Les effets sur la mobilité de SmartMove ont été évalués par des experts de Transport & Mobility Leuven et de l'Université Saint-Louis. Il ressort notamment de cette analyse d'impact que le scénario tarifaire actuel déboucherait sur une baisse de 7,7% du nombre de véhicules-kilomètres. Avec une diminution plus importante (de 10,5 à 11%) en période de pointe que pendant les périodes creuses et la nuit. Le week-end, on constate une légère augmentation du nombre de véhicules-kilomètres.
Toujours selon cette étude, les prélèvements SmartMove ont un impact significatif sur les embouteillages en Région bruxelloise. Au cours des deux périodes de pointe (de 7h à 10h et de 15h à 19h), le temps perdu dans les embouteillages diminue de 30%.
Un accord avec les autres Régions est-il indispensable?
La mise en place d'une taxe kilométrique intelligente par la Région bruxelloise aura forcément un impact sur les autres entités du pays. L'avant-projet d'ordonnance SmartMove est donc inscrit au Comité de concertation du 18 décembre 2020 afin d'entamer le processus de concertation avec le niveau fédéral les autres Régions. Le projet bruxellois sera également examiné dans les conférences inter-ministérielles Environnement, Mobilité et Fiscalité.

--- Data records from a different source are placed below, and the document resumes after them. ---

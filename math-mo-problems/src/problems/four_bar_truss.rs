//! RE2-4-1: four bar truss design

use crate::bounds::{BoundRegistry, VariableBound};
use crate::problem::{Problem, stack_columns};
use ndarray::{Array1, Array2, ArrayView2, Zip};

/// Four bar truss design problem (RE2-4-1), 4 variables, 2 objectives.
///
/// f1 is the structural volume and f2 the joint displacement of the truss;
/// x1..x4 are the cross-sectional areas of the four bars.
///
/// Bounds: x1, x4 in [a, 3a]; x2, x3 in [sqrt(2a), 3a] with a = F / sigma.
#[derive(Debug, Clone)]
pub struct FourBarTruss {
    bounds: BoundRegistry,
}

impl FourBarTruss {
    /// Load in kN
    pub const F: f64 = 10.0;
    /// Young modulus in kN/cm^2
    pub const E: f64 = 2e5;
    /// Bar length in cm
    pub const L: f64 = 200.0;
    /// Allowable stress in kN/cm^2
    pub const SIGMA: f64 = 10.0;
    /// Area scale a = F / sigma
    pub const A: f64 = Self::F / Self::SIGMA;

    /// Create the problem with its fixed bounds
    pub fn new() -> Self {
        let a = Self::A;
        let bounds = vec![
            VariableBound::new("x1", a, 3.0 * a),
            VariableBound::new("x2", (2.0 * a).sqrt(), 3.0 * a),
            VariableBound::new("x3", (2.0 * a).sqrt(), 3.0 * a),
            VariableBound::new("x4", a, 3.0 * a),
        ];
        Self {
            bounds: BoundRegistry::from_static(bounds),
        }
    }
}

impl Default for FourBarTruss {
    fn default() -> Self {
        Self::new()
    }
}

impl Problem for FourBarTruss {
    fn name(&self) -> &str {
        "RE2_4_1"
    }

    fn bounds(&self) -> &BoundRegistry {
        &self.bounds
    }

    fn n_obj(&self) -> usize {
        2
    }

    fn evaluate_unchecked(&self, x: &ArrayView2<f64>) -> Array2<f64> {
        let sqrt2 = std::f64::consts::SQRT_2;
        let displacement = Self::F * Self::L / Self::E;

        let mut f1 = Array1::zeros(x.nrows());
        let mut f2 = Array1::zeros(x.nrows());
        Zip::from(&mut f1)
            .and(&mut f2)
            .and(x.rows())
            .for_each(|f1, f2, row| {
                let (x1, x2, x3, x4) = (row[0], row[1], row[2], row[3]);
                *f1 = Self::L * (2.0 * x1 + (2.0 * x2).sqrt() + x3.sqrt() + x4);
                *f2 = displacement
                    * ((2.0 / x1) + (2.0 * sqrt2 / x2) - (2.0 * sqrt2 / x3) + (2.0 / x4));
            });

        stack_columns(x.nrows(), &[f1, f2])
    }
}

Mais avec ou sans accord, l'objectif de Bruxelles est de faire évoluer sa fiscalité automobile. En passant par la case concertation, l'exécutif bruxellois espère éviter, à un stade ultérieur, que ce projet fasse l'objet d'une procédure en conflit d'intérêts déclenchée par l'une des autres Régions. Bruxelles s'attend également à ce que son ordonnance soit contestée devant la Cour constitutionnelle et d'autres tribunaux.